Le « Tsunami de 10 milliards d’arbres » : le pari monumental du Pakistan pour sauver ses écosystèmes

Pakistan a entrepris un projet environnemental ambitieux avec le repeuplement de 10 milliards d’arbres, dans un effort pour restaurer ses écosystèmes endommagés par des catastrophes naturelles telles que les inondations et les sécheresses. Ce plan vise non seulement à planter des arbres, mais aussi à régénérer des terres dévastées par des conditions climatiques extrêmes.

Le Pakistan s’inspire de la Chine et prend les devants avec son Ten Billion Tree Tsunami

Le Ten Billion Tree Tsunami Programme est devenu un symbole de l’engagement national envers l’environnement, faisant partie du Green Pakistan Upscaling Programme. Bien que le nombre d’arbres soit impressionnant, la véritable question est de savoir combien d’entre eux deviendront des forêts durables. Entre 2019 et 2023, le Ministère du Changement Climatique du Pakistan a rapporté la plantation de 2.068,86 millions d’arbres et la restauration de 716.000 hectares.

Bien qu’il émette moins de 1% des gaz à effet de serre au niveau mondial, le Pakistan fait face à une vulnérabilité climatique élevée. La couverture forestière est encore faible, avec seulement 5,45% du territoire couvert par des forêts selon le Forest Reference Emission Level. Ce déficit réduit la protection naturelle contre des phénomènes tels que l’érosion et la chaleur extrême.

Le projet a commencé dans le Khyber Pakhtunkhwa avec le Billion Tree Tsunami, une initiative qui comprenait des plantations, une régénération naturelle et le soutien communautaire. Le Programme des Nations Unies pour l’Environnement a reconnu en 2021 que le Pakistan avait planté un milliard d’arbres, soulignant son leadership dans l’effort de reforestation.
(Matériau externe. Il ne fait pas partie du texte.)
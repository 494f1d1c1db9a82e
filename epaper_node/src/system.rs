use core::time::Duration;

use epaper_node_core::hal::{Clock, PowerControl, WakeCause};
use esp_idf_hal::delay::FreeRtos;
use log::*;

/// Wake cause and deep sleep through the IDF sleep API.
pub struct EspPower;

impl PowerControl for EspPower {
    fn wake_cause(&self) -> WakeCause {
        let cause = unsafe { esp_idf_sys::esp_sleep_get_wakeup_cause() };
        match cause {
            esp_idf_sys::esp_sleep_source_t_ESP_SLEEP_WAKEUP_TIMER => WakeCause::Timer,
            // not woken from deep sleep: power-on or reset
            esp_idf_sys::esp_sleep_source_t_ESP_SLEEP_WAKEUP_UNDEFINED => WakeCause::PowerOn,
            other => {
                debug!("Wakeup cause {}", other);
                WakeCause::Other
            }
        }
    }

    fn deep_sleep(&mut self, duration: Duration) {
        let micros = u64::try_from(duration.as_micros()).unwrap_or(u64::MAX);
        // the timer wake is armed by esp_deep_sleep itself
        unsafe { esp_idf_sys::esp_deep_sleep(micros) }
    }
}

/// Time since boot and FreeRTOS delays.
pub struct EspClock;

impl Clock for EspClock {
    fn now(&self) -> Duration {
        // microseconds on the high-resolution timer, which starts at boot
        let micros = unsafe { esp_idf_sys::esp_timer_get_time() };
        Duration::from_micros(u64::try_from(micros).unwrap_or(0))
    }

    fn delay(&mut self, duration: Duration) {
        let millis = u32::try_from(duration.as_millis()).unwrap_or(u32::MAX);
        FreeRtos::delay_ms(millis);
    }
}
La première phase du plan, avec un coût d’environ 125.184 milliards de roupies, visait à semer 3.296 millions de plantes entre 2019 et 2023. Cependant, l’objectif de 10 milliards d’arbres est à long terme.

Une étude récente dans la région de l’Hindukush a montré que la couverture forestière est passée de 2% à 35% en 2021 grâce à ces initiatives, attribuant le succès à la plantation d’arbres et à l’interdiction des abattages.

La durabilité de ce projet dépend en grande partie de la survie des arbres. Des rapports de l’UICN, du WWF et de la FAO indiquent des taux de survie entre 72% et 93%. Cependant, la restauration réelle des forêts implique plus que de planter des arbres ; elle nécessite une approche intégrée qui prend en compte l’eau, la faune, le temps et la participation locale.

De plus, il est crucial que les communautés participent activement pour éviter les conflits. Selon l’International Institute for Environment and Development, certains bénéfices ont favorisé des groupes plus riches, laissant les pasteurs et les personnes sans terre désavantagés.

Le succès du projet ne sera pas mesuré uniquement par le nombre d’arbres plantés, mais par l’impact positif sur les communautés locales et l’amélioration des écosystèmes. Le Pakistan a le potentiel de protéger les bassins versants, d’améliorer les habitats et de générer des emplois verts, mais l’engagement doit être maintenu pour assurer un avenir durable.

L’étude complète se trouve sur Springer Nature.